What to produce:
The entries follow. Print each one exactly.

The records:
____

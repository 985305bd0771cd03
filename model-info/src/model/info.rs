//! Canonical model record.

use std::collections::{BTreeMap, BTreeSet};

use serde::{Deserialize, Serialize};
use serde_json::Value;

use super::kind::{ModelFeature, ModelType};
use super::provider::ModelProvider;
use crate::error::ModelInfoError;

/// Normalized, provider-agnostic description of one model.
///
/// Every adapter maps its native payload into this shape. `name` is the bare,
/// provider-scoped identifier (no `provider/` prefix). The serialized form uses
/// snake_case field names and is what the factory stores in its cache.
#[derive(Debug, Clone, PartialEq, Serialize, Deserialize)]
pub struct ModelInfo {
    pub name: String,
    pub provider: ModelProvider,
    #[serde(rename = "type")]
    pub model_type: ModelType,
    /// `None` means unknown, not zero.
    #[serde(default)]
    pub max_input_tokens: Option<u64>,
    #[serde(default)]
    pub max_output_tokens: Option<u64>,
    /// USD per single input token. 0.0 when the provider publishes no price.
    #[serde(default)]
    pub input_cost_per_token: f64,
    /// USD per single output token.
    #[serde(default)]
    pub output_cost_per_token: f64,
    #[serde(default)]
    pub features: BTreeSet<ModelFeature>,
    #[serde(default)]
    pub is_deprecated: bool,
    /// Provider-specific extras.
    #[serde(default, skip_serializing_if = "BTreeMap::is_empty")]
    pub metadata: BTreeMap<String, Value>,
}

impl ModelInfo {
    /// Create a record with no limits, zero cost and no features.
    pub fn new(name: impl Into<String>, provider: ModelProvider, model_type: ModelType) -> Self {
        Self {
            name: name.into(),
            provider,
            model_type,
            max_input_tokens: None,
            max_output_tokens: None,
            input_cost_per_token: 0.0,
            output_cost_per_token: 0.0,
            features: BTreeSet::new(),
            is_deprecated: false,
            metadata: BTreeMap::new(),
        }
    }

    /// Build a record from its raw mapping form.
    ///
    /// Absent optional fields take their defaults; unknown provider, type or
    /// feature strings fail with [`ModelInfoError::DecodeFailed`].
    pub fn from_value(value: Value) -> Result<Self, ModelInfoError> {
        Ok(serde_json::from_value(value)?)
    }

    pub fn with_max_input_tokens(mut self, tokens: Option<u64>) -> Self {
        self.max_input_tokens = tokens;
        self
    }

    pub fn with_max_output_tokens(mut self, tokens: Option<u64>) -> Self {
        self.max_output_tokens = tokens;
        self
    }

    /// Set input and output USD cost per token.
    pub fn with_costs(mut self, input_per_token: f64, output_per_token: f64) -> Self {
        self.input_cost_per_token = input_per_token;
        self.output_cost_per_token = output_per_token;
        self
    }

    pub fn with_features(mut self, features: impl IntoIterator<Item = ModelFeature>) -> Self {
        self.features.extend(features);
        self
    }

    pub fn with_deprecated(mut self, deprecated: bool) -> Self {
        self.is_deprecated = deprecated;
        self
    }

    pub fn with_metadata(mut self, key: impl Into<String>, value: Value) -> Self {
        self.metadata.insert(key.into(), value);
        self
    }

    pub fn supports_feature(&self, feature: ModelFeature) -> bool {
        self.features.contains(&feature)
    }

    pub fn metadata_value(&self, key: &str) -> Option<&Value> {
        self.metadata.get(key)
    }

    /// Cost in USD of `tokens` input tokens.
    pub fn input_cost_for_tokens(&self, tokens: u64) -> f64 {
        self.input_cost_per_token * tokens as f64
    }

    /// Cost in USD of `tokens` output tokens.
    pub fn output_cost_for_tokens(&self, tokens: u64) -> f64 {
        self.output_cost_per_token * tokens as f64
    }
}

____

Solution:
repository 985305bd0771cd03
filename model-info/src/model/info.rs
//! Canonical model record.

use std::collections::{BTreeMap, BTreeSet};

use serde::{Deserialize, Serialize};
use serde_json::Value;

use super::kind::{ModelFeature, ModelType};
use super::provider::ModelProvider;
use crate::error::ModelInfoError;

/// Normalized, provider-agnostic description of one model.
///
/// Every adapter maps its native payload into this shape. `name` is the bare,
/// provider-scoped identifier (no `provider/` prefix). The serialized form uses
/// snake_case field names and is what the factory stores in its cache.
#[derive(Debug, Clone, PartialEq, Serialize, Deserialize)]
pub struct ModelInfo {
    pub name: String,
    pub provider: ModelProvider,
    #[serde(rename = "type")]
    pub model_type: ModelType,
    /// `None` means unknown, not zero.
    #[serde(default)]
    pub max_input_tokens: Option<u64>,
    #[serde(default)]
    pub max_output_tokens: Option<u64>,
    /// USD per single input token. 0.0 when the provider publishes no price.
    #[serde(default)]
    pub input_cost_per_token: f64,
    /// USD per single output token.
    #[serde(default)]
    pub output_cost_per_token: f64,
    #[serde(default)]
    pub features: BTreeSet<ModelFeature>,
    #[serde(default)]
    pub is_deprecated: bool,
    /// Provider-specific extras.
    #[serde(default, skip_serializing_if = "BTreeMap::is_empty")]
    pub metadata: BTreeMap<String, Value>,
}

impl ModelInfo {
    /// Create a record with no limits, zero cost and no features.
    pub fn new(name: impl Into<String>, provider: ModelProvider, model_type: ModelType) -> Self {
        Self {
            name: name.into(),
            provider,
            model_type,
            max_input_tokens: None,
            max_output_tokens: None,
            input_cost_per_token: 0.0,
            output_cost_per_token: 0.0,
            features: BTreeSet::new(),
            is_deprecated: false,
            metadata: BTreeMap::new(),
        }
    }

    /// Build a record from its raw mapping form.
    ///
    /// Absent optional fields take their defaults; unknown provider, type or
    /// feature strings fail with [`ModelInfoError::DecodeFailed`].
    pub fn from_value(value: Value) -> Result<Self, ModelInfoError> {
        Ok(serde_json::from_value(value)?)
    }

    pub fn with_max_input_tokens(mut self, tokens: Option<u64>) -> Self {
        self.max_input_tokens = tokens;
        self
    }

    pub fn with_max_output_tokens(mut self, tokens: Option<u64>) -> Self {
        self.max_output_tokens = tokens;
        self
    }

    /// Set input and output USD cost per token.
    pub fn with_costs(mut self, input_per_token: f64, output_per_token: f64) -> Self {
        self.input_cost_per_token = input_per_token;
        self.output_cost_per_token = output_per_token;
        self
    }

    pub fn with_features(mut self, features: impl IntoIterator<Item = ModelFeature>) -> Self {
        self.features.extend(features);
        self
    }

    pub fn with_deprecated(mut self, deprecated: bool) -> Self {
        self.is_deprecated = deprecated;
        self
    }

    pub fn with_metadata(mut self, key: impl Into<String>, value: Value) -> Self {
        self.metadata.insert(key.into(), value);
        self
    }

    pub fn supports_feature(&self, feature: ModelFeature) -> bool {
        self.features.contains(&feature)
    }

    pub fn metadata_value(&self, key: &str) -> Option<&Value> {
        self.metadata.get(key)
    }

    /// Cost in USD of `tokens` input tokens.
    pub fn input_cost_for_tokens(&self, tokens: u64) -> f64 {
        self.input_cost_per_token * tokens as f64
    }

    /// Cost in USD of `tokens` output tokens.
    pub fn output_cost_for_tokens(&self, tokens: u64) -> f64 {
        self.output_cost_per_token * tokens as f64
    }
}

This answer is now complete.